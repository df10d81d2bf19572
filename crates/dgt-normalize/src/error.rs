use thiserror::Error;

#[derive(Debug, Error)]
pub enum NormalizeError {
    /// Serial number, protocol, or capacity could not be resolved. Fatal for
    /// the device; everything else degrades into unreadable fields.
    #[error("identity unresolved for {device}: missing {missing:?}")]
    IdentityUnresolved {
        device: String,
        missing: Vec<&'static str>,
    },
}

pub type Result<T> = std::result::Result<T, NormalizeError>;
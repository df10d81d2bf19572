use std::sync::Arc;
use std::time::{Duration, Instant};

use anyhow::{Context, Result, bail};
use comfy_table::Table;
use indicatif::{ProgressBar, ProgressStyle};
use tracing::{info, info_span};

use dgt_adapter::{CaptureAdapter, DeviceAdapter, discover_captures};
use dgt_batch::{BatchOptions, CancelToken, run_batch_with};
use dgt_model::{Protocol, ReasonCode};
use dgt_report::ReportFormat;
use dgt_rules::{Thresholds, rule_table};

use crate::cli::{GradeArgs, ReportFormatArg, RulesArgs};
use crate::summary::apply_table_style;
use crate::types::GradeOutcome;

pub fn run_grade(args: &GradeArgs) -> Result<GradeOutcome> {
    let grade_span = info_span!("grade", capture_dir = %args.capture_dir.display());
    let _guard = grade_span.enter();

    let thresholds = build_thresholds(args)?;
    let output_dir = args
        .output_dir
        .clone()
        .unwrap_or_else(|| args.capture_dir.join("reports"));

    // =========================================================================
    // Stage 1: Discover captures
    // =========================================================================
    let ignored = ignored_protocols(args);
    let handles = discover_captures(&args.capture_dir, &ignored)
        .with_context(|| format!("scan capture directory {}", args.capture_dir.display()))?;
    if handles.is_empty() {
        bail!(
            "no device captures found in {} (expected one smartctl JSON file per device)",
            args.capture_dir.display()
        );
    }
    info!(devices = handles.len(), "captures discovered");

    // =========================================================================
    // Stage 2: Grade, bounded-parallel, discovery order preserved
    // =========================================================================
    let adapter: Arc<dyn DeviceAdapter> = Arc::new(CaptureAdapter::new());
    let options = BatchOptions {
        workers: args.workers,
        device_timeout: Duration::from_secs(args.device_timeout_secs),
    };
    let bar = ProgressBar::new(handles.len() as u64);
    bar.set_style(
        ProgressStyle::with_template("{bar:40.cyan/dim} {pos}/{len} {msg}")
            .unwrap_or_else(|_| ProgressStyle::default_bar()),
    );
    let grade_start = Instant::now();
    let batch = run_batch_with(
        &adapter,
        &handles,
        &thresholds,
        &options,
        &CancelToken::new(),
        |progress| {
            bar.set_message(format!("{} [{}]", progress.device, progress.status));
            bar.inc(1);
        },
    );
    bar.finish_and_clear();
    info!(
        devices = batch.len(),
        duration_ms = grade_start.elapsed().as_millis(),
        "grading complete"
    );

    // =========================================================================
    // Stage 3: Reports
    // =========================================================================
    let mut report_paths = Vec::new();
    if !args.dry_run {
        for format in report_formats(args.format) {
            if args.per_device {
                let paths =
                    dgt_report::write_per_device_reports(batch.devices(), &output_dir, format)?;
                report_paths.extend(paths);
            } else {
                report_paths.push(dgt_report::write_report(batch.devices(), &output_dir, format)?);
            }
        }
    }

    Ok(GradeOutcome {
        batch,
        output_dir,
        report_paths,
        dry_run: args.dry_run,
    })
}

pub fn run_rules(args: &RulesArgs) -> Result<()> {
    let thresholds = match &args.config {
        Some(path) => Thresholds::load(path).context("load rule thresholds")?,
        None => Thresholds::default(),
    };

    let mut table = Table::new();
    table.set_header(vec!["Code", "Applies to", "Condition", "Kind", "Threshold"]);
    apply_table_style(&mut table);
    for rule in rule_table() {
        table.add_row(vec![
            rule.code.as_str().to_string(),
            rule.applies.describe(),
            rule.summary.to_string(),
            rule.kind.as_str().to_string(),
            threshold_value(rule.code, &thresholds),
        ]);
    }
    println!("{table}");
    Ok(())
}

fn build_thresholds(args: &GradeArgs) -> Result<Thresholds> {
    let mut thresholds = match &args.config {
        Some(path) => Thresholds::load(path).context("load rule thresholds")?,
        None => Thresholds::default(),
    };
    if let Some(value) = args.media_error_threshold {
        thresholds.media_errors = value;
    }
    if let Some(value) = args.critical_temp_minutes {
        thresholds.critical_temp_minutes = value;
    }
    if let Some(value) = args.warning_temp_minutes {
        thresholds.warning_temp_minutes = value;
    }
    if let Some(value) = args.heavy_use_tb_per_year {
        thresholds.heavy_use_tb_per_year = value;
    }
    thresholds.validate().context("validate rule thresholds")?;
    Ok(thresholds)
}

fn ignored_protocols(args: &GradeArgs) -> Vec<Protocol> {
    let mut ignored = Vec::new();
    if args.ignore_sata {
        ignored.push(Protocol::Sata);
    }
    if args.ignore_sas {
        ignored.push(Protocol::Sas);
    }
    if args.ignore_nvme {
        ignored.push(Protocol::Nvme);
    }
    ignored
}

fn report_formats(arg: ReportFormatArg) -> Vec<ReportFormat> {
    match arg {
        ReportFormatArg::Csv => vec![ReportFormat::Csv],
        ReportFormatArg::Json => vec![ReportFormat::Json],
        ReportFormatArg::Xml => vec![ReportFormat::Xml],
        ReportFormatArg::All => vec![ReportFormat::Csv, ReportFormat::Json, ReportFormat::Xml],
    }
}

/// The configured value backing each rule, for the rule listing.
fn threshold_value(code: ReasonCode, thresholds: &Thresholds) -> String {
    match code {
        ReasonCode::FailedSelftestHistory => "-".to_string(),
        ReasonCode::PendingSectorsHigh => thresholds.pending_sectors.to_string(),
        ReasonCode::ReallocatedHigh => thresholds.reallocated_sectors.to_string(),
        ReasonCode::PercentUsedExceeded => thresholds.percent_used.to_string(),
        ReasonCode::SpareLow => thresholds.available_spare.to_string(),
        ReasonCode::MediaErrorsHigh => thresholds.media_errors.to_string(),
        ReasonCode::CriticalTempTime => thresholds.critical_temp_minutes.to_string(),
        ReasonCode::HeavyUse => format!("{:.0}", thresholds.heavy_use_tb_per_year),
        ReasonCode::TempWarningHistory => thresholds.warning_temp_minutes.to_string(),
        _ => "-".to_string(),
    }
}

------------------------

* EXERCISE OBJECTIVE: The data above needs to be repeated exactly, line for line.

* RESULT OF THIS TASK:
repository df10d81d2bf19572
filename crates/dgt-normalize/src/error.rs
use thiserror::Error;

#[derive(Debug, Error)]
pub enum NormalizeError {
    /// Serial number, protocol, or capacity could not be resolved. Fatal for
    /// the device; everything else degrades into unreadable fields.
    #[error("identity unresolved for {device}: missing {missing:?}")]
    IdentityUnresolved {
        device: String,
        missing: Vec<&'static str>,
    },
}

pub type Result<T> = std::result::Result<T, NormalizeError>;
repository df10d81d2bf19572
use std::sync::Arc;
use std::time::{Duration, Instant};

use anyhow::{Context, Result, bail};
use comfy_table::Table;
use indicatif::{ProgressBar, ProgressStyle};
use tracing::{info, info_span};

use dgt_adapter::{CaptureAdapter, DeviceAdapter, discover_captures};
use dgt_batch::{BatchOptions, CancelToken, run_batch_with};
use dgt_model::{Protocol, ReasonCode};
use dgt_report::ReportFormat;
use dgt_rules::{Thresholds, rule_table};

use crate::cli::{GradeArgs, ReportFormatArg, RulesArgs};
use crate::summary::apply_table_style;
use crate::types::GradeOutcome;

pub fn run_grade(args: &GradeArgs) -> Result<GradeOutcome> {
    let grade_span = info_span!("grade", capture_dir = %args.capture_dir.display());
    let _guard = grade_span.enter();

    let thresholds = build_thresholds(args)?;
    let output_dir = args
        .output_dir
        .clone()
        .unwrap_or_else(|| args.capture_dir.join("reports"));

    // =========================================================================
    // Stage 1: Discover captures
    // =========================================================================
    let ignored = ignored_protocols(args);
    let handles = discover_captures(&args.capture_dir, &ignored)
        .with_context(|| format!("scan capture directory {}", args.capture_dir.display()))?;
    if handles.is_empty() {
        bail!(
            "no device captures found in {} (expected one smartctl JSON file per device)",
            args.capture_dir.display()
        );
    }
    info!(devices = handles.len(), "captures discovered");

    // =========================================================================
    // Stage 2: Grade, bounded-parallel, discovery order preserved
    // =========================================================================
    let adapter: Arc<dyn DeviceAdapter> = Arc::new(CaptureAdapter::new());
    let options = BatchOptions {
        workers: args.workers,
        device_timeout: Duration::from_secs(args.device_timeout_secs),
    };
    let bar = ProgressBar::new(handles.len() as u64);
    bar.set_style(
        ProgressStyle::with_template("{bar:40.cyan/dim} {pos}/{len} {msg}")
            .unwrap_or_else(|_| ProgressStyle::default_bar()),
    );
    let grade_start = Instant::now();
    let batch = run_batch_with(
        &adapter,
        &handles,
        &thresholds,
        &options,
        &CancelToken::new(),
        |progress| {
            bar.set_message(format!("{} [{}]", progress.device, progress.status));
            bar.inc(1);
        },
    );
    bar.finish_and_clear();
    info!(
        devices = batch.len(),
        duration_ms = grade_start.elapsed().as_millis(),
        "grading complete"
    );

    // =========================================================================
    // Stage 3: Reports
    // =========================================================================
    let mut report_paths = Vec::new();
    if !args.dry_run {
        for format in report_formats(args.format) {
            if args.per_device {
                let paths =
                    dgt_report::write_per_device_reports(batch.devices(), &output_dir, format)?;
                report_paths.extend(paths);
            } else {
                report_paths.push(dgt_report::write_report(batch.devices(), &output_dir, format)?);
            }
        }
    }

    Ok(GradeOutcome {
        batch,
        output_dir,
        report_paths,
        dry_run: args.dry_run,
    })
}

pub fn run_rules(args: &RulesArgs) -> Result<()> {
    let thresholds = match &args.config {
        Some(path) => Thresholds::load(path).context("load rule thresholds")?,
        None => Thresholds::default(),
    };

    let mut table = Table::new();
    table.set_header(vec!["Code", "Applies to", "Condition", "Kind", "Threshold"]);
    apply_table_style(&mut table);
    for rule in rule_table() {
        table.add_row(vec![
            rule.code.as_str().to_string(),
            rule.applies.describe(),
            rule.summary.to_string(),
            rule.kind.as_str().to_string(),
            threshold_value(rule.code, &thresholds),
        ]);
    }
    println!("{table}");
    Ok(())
}

fn build_thresholds(args: &GradeArgs) -> Result<Thresholds> {
    let mut thresholds = match &args.config {
        Some(path) => Thresholds::load(path).context("load rule thresholds")?,
        None => Thresholds::default(),
    };
    if let Some(value) = args.media_error_threshold {
        thresholds.media_errors = value;
    }
    if let Some(value) = args.critical_temp_minutes {
        thresholds.critical_temp_minutes = value;
    }
    if let Some(value) = args.warning_temp_minutes {
        thresholds.warning_temp_minutes = value;
    }
    if let Some(value) = args.heavy_use_tb_per_year {
        thresholds.heavy_use_tb_per_year = value;
    }
    thresholds.validate().context("validate rule thresholds")?;
    Ok(thresholds)
}

fn ignored_protocols(args: &GradeArgs) -> Vec<Protocol> {
    let mut ignored = Vec::new();
    if args.ignore_sata {
        ignored.push(Protocol::Sata);
    }
    if args.ignore_sas {
        ignored.push(Protocol::Sas);
    }
    if args.ignore_nvme {
        ignored.push(Protocol::Nvme);
    }
    ignored
}

fn report_formats(arg: ReportFormatArg) -> Vec<ReportFormat> {
    match arg {
        ReportFormatArg::Csv => vec![ReportFormat::Csv],
        ReportFormatArg::Json => vec![ReportFormat::Json],
        ReportFormatArg::Xml => vec![ReportFormat::Xml],
        ReportFormatArg::All => vec![ReportFormat::Csv, ReportFormat::Json, ReportFormat::Xml],
    }
}

/// The configured value backing each rule, for the rule listing.
fn threshold_value(code: ReasonCode, thresholds: &Thresholds) -> String {
    match code {
        ReasonCode::FailedSelftestHistory => "-".to_string(),
        ReasonCode::PendingSectorsHigh => thresholds.pending_sectors.to_string(),
        ReasonCode::ReallocatedHigh => thresholds.reallocated_sectors.to_string(),
        ReasonCode::PercentUsedExceeded => thresholds.percent_used.to_string(),
        ReasonCode::SpareLow => thresholds.available_spare.to_string(),
        ReasonCode::MediaErrorsHigh => thresholds.media_errors.to_string(),
        ReasonCode::CriticalTempTime => thresholds.critical_temp_minutes.to_string(),
        ReasonCode::HeavyUse => format!("{:.0}", thresholds.heavy_use_tb_per_year),
        ReasonCode::TempWarningHistory => thresholds.warning_temp_minutes.to_string(),
        _ => "-".to_string(),
    }
}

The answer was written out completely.